### Input

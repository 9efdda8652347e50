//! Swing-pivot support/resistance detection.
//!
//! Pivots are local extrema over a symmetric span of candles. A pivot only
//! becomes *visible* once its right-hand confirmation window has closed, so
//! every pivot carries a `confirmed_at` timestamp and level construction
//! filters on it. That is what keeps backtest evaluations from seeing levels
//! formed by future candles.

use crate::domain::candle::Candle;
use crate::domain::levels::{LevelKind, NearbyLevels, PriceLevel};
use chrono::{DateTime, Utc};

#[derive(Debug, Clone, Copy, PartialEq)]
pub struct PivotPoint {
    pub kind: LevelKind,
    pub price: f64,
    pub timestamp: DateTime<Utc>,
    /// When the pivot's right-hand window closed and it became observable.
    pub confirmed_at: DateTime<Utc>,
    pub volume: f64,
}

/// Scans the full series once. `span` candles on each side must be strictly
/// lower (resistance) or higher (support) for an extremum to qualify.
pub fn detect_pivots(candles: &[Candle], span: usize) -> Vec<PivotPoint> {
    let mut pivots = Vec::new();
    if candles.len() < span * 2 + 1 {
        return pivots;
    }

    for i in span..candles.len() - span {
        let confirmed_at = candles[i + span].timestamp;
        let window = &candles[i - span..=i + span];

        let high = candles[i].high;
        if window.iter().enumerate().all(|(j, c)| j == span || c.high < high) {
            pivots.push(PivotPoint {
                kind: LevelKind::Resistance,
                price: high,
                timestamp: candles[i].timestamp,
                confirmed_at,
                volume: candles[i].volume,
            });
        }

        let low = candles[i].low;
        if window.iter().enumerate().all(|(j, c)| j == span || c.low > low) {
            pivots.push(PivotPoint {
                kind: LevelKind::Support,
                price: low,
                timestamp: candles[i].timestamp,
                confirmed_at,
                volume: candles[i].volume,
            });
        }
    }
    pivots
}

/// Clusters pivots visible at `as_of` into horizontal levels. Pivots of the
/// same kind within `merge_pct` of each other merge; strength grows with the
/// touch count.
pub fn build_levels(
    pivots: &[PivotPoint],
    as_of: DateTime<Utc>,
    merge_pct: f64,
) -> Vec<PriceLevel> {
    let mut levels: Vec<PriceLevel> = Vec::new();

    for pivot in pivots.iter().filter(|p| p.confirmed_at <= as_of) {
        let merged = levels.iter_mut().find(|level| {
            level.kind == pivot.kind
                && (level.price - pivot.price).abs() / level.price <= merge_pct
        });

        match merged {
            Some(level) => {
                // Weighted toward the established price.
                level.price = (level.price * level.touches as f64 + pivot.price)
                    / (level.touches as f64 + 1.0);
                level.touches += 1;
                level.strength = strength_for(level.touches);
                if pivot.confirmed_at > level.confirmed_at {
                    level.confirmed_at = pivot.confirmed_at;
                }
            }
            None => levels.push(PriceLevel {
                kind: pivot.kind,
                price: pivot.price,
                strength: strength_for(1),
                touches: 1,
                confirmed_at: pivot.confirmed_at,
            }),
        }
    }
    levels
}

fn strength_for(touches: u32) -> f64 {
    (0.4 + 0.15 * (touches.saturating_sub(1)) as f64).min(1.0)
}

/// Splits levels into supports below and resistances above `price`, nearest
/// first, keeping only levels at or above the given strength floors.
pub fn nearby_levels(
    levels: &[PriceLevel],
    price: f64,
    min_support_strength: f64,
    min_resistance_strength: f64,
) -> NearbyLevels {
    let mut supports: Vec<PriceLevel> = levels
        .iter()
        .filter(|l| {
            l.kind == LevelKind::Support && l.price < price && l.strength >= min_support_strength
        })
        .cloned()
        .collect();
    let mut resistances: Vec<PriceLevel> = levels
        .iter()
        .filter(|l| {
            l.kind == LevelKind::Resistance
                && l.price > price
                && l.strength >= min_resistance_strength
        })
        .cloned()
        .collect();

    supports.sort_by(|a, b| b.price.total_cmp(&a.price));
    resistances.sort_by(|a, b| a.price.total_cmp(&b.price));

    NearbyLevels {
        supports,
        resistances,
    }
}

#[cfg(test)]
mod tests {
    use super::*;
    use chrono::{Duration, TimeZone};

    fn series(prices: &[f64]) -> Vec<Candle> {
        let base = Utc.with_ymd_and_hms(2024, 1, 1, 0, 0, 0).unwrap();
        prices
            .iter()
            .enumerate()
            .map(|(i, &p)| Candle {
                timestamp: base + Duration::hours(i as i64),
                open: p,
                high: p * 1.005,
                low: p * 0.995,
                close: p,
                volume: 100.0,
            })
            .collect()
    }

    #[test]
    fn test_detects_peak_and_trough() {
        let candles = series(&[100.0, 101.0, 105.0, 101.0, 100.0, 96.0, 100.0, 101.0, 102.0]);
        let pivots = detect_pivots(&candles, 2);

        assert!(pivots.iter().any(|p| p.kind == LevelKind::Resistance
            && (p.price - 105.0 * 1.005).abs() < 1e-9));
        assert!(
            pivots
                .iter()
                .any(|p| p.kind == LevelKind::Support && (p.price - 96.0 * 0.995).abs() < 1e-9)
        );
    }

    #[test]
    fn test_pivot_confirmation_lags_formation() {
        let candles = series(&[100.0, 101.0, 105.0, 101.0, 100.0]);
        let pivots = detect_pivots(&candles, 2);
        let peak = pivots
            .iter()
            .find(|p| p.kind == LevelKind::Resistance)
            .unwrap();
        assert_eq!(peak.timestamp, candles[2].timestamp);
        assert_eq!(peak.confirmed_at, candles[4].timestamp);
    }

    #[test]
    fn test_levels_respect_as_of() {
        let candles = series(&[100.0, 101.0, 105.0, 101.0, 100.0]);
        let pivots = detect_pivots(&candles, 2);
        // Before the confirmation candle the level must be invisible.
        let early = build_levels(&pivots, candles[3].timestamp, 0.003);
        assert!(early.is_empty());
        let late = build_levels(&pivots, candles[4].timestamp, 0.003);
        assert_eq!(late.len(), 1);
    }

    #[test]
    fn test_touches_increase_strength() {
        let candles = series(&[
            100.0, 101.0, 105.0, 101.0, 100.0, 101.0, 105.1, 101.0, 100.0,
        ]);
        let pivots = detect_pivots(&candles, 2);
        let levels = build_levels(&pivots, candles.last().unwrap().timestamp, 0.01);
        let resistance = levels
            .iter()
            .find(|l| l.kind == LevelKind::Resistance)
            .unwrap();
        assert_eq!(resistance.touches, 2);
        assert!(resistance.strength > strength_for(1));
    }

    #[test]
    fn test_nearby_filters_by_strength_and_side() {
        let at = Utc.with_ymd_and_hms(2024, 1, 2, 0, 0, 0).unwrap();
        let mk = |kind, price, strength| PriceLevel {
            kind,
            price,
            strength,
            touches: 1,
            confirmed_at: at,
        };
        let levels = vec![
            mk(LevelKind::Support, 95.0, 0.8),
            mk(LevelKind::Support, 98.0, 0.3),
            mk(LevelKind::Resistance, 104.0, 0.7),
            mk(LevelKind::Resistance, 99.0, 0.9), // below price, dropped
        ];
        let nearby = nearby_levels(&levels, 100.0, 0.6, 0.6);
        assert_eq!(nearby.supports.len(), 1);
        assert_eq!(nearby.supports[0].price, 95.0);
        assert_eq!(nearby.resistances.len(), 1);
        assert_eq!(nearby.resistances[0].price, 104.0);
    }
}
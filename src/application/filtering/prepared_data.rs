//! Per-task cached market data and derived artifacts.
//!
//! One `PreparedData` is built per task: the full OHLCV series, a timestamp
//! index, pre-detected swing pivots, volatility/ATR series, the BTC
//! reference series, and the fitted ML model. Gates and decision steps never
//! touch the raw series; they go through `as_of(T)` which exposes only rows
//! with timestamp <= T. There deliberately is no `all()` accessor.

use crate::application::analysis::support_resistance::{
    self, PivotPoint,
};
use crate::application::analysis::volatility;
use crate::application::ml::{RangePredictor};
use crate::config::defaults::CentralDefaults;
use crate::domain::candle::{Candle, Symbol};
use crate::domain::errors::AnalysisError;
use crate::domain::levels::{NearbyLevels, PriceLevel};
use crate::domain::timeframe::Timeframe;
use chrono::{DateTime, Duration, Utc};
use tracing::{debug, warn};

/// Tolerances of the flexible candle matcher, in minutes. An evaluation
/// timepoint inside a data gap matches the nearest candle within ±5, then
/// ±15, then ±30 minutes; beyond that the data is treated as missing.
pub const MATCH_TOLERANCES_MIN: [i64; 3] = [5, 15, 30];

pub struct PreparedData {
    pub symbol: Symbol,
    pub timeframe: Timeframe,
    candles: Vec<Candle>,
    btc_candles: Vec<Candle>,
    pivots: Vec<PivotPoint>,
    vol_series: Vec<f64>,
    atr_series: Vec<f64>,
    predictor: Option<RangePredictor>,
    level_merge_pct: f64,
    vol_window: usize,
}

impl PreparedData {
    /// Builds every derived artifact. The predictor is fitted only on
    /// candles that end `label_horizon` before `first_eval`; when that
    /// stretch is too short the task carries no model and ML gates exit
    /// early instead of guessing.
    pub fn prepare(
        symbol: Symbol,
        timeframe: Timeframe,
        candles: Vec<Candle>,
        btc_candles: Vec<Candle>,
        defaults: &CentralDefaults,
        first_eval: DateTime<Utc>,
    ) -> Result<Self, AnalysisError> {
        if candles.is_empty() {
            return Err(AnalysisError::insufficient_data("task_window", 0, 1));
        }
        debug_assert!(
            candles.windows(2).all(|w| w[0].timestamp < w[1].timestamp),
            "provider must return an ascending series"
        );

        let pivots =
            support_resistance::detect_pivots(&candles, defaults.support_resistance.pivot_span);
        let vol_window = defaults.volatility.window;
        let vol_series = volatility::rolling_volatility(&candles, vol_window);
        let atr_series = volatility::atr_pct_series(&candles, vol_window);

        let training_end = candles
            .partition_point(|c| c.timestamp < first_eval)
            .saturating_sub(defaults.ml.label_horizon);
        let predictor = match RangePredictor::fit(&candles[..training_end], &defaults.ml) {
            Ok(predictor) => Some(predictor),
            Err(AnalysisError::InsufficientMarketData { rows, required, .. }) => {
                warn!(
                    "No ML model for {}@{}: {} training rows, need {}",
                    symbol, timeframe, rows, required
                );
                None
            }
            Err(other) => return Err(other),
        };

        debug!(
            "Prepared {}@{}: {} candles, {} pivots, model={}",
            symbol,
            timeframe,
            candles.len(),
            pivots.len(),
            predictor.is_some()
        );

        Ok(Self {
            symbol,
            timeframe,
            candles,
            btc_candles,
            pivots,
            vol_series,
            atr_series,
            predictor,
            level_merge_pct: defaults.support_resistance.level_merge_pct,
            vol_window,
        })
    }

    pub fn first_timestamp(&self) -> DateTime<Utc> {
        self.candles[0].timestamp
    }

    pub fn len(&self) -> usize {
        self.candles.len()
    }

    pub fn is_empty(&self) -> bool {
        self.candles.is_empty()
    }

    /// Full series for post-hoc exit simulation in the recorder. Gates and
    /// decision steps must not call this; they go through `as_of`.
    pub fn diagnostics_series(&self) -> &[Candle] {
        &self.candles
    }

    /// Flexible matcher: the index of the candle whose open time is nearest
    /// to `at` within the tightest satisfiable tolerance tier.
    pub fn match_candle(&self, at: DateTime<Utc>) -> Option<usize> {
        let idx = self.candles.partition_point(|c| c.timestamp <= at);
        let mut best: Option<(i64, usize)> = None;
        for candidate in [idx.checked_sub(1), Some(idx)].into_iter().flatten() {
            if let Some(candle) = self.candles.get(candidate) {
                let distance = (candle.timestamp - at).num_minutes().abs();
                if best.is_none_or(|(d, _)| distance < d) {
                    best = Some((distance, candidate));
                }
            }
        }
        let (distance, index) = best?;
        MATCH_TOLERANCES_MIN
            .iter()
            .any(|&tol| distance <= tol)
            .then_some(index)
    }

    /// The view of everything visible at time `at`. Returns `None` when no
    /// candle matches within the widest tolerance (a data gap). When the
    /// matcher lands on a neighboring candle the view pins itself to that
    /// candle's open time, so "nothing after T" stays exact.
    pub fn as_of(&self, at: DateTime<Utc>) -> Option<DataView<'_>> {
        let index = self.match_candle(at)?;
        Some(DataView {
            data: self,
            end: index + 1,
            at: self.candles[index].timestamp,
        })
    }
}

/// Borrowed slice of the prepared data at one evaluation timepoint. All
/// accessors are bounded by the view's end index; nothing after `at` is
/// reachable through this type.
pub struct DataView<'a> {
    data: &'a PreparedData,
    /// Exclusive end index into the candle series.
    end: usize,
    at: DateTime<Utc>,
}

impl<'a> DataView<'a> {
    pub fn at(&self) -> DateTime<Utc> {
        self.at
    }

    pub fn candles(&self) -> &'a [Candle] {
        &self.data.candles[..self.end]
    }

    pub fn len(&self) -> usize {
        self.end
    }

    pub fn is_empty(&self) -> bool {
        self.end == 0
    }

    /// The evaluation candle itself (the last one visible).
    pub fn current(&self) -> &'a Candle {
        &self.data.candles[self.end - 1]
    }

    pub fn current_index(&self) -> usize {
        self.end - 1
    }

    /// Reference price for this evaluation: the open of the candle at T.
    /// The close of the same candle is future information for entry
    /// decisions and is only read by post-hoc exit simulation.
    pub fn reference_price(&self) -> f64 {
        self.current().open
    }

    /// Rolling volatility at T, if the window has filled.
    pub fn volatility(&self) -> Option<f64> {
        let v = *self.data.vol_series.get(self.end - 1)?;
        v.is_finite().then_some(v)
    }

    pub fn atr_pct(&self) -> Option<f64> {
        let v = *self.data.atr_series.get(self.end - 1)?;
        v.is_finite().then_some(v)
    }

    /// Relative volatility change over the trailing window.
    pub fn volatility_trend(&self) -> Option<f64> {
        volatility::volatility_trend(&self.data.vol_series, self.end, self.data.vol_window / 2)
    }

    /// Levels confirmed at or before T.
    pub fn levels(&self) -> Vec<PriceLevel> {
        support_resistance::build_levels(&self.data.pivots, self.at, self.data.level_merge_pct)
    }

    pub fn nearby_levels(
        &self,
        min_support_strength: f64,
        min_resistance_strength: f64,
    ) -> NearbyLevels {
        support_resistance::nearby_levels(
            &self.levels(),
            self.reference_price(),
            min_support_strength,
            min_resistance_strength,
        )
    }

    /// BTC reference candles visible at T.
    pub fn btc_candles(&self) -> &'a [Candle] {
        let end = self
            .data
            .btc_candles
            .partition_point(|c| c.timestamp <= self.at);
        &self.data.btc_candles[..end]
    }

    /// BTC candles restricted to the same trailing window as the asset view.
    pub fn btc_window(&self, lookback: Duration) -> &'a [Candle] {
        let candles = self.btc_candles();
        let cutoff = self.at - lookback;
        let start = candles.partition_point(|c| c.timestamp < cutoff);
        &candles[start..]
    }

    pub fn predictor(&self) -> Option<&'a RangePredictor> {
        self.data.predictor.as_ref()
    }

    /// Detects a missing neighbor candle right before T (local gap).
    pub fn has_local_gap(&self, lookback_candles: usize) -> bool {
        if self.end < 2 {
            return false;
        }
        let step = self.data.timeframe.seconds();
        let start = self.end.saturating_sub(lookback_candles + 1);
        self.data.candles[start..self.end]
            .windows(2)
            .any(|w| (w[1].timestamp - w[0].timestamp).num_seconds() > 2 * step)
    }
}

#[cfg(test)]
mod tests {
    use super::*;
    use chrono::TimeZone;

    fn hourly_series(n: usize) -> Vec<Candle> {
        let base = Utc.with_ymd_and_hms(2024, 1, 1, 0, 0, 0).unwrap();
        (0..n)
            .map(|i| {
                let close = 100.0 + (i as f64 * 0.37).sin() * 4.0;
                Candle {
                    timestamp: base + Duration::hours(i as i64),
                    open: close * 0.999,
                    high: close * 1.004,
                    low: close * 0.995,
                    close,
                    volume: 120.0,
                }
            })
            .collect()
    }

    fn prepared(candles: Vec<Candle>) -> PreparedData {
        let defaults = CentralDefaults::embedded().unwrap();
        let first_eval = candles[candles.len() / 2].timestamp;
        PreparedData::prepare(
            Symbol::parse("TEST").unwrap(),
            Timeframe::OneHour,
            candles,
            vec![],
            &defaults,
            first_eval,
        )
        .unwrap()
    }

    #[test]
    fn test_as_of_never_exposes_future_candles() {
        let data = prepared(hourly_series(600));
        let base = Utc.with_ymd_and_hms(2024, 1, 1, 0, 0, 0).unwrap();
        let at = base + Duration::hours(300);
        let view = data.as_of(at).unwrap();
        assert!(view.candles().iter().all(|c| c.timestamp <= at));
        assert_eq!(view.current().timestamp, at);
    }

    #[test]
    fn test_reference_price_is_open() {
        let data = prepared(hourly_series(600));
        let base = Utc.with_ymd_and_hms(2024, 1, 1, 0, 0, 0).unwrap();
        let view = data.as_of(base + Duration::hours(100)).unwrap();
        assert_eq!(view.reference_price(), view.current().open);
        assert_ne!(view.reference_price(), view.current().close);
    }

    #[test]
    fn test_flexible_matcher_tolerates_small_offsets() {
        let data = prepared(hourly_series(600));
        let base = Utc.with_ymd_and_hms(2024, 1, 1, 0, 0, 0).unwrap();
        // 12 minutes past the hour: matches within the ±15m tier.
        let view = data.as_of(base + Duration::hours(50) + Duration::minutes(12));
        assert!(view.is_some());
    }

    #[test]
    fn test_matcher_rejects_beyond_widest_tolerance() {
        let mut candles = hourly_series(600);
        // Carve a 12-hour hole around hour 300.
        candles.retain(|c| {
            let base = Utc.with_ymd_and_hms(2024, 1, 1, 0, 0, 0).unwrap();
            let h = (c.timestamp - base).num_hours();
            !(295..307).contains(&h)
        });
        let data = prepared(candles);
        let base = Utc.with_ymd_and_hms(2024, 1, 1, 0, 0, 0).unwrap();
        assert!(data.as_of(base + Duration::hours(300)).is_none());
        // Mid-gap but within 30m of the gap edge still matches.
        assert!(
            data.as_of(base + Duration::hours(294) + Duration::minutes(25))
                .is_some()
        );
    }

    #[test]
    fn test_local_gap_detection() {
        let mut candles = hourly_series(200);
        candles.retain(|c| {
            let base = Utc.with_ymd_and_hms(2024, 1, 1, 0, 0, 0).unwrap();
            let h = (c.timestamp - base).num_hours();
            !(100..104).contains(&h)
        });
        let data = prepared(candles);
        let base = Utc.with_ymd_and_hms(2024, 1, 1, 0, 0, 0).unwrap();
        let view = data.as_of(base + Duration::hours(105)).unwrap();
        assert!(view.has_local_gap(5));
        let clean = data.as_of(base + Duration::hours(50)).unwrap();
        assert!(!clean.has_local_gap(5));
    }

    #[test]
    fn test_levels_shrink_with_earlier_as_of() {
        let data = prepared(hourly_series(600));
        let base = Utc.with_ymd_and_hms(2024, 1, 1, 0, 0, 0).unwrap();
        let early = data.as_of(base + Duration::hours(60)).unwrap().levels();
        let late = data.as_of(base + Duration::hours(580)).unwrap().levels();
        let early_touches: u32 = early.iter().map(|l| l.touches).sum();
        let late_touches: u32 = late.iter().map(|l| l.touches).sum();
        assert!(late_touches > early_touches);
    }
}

### Assignment
Your answer should be every line from the material above in which the word "post" appears.

### Response for this exercise
    /// Full series for post-hoc exit simulation in the recorder. Gates and
    /// decisions and is only read by post-hoc exit simulation.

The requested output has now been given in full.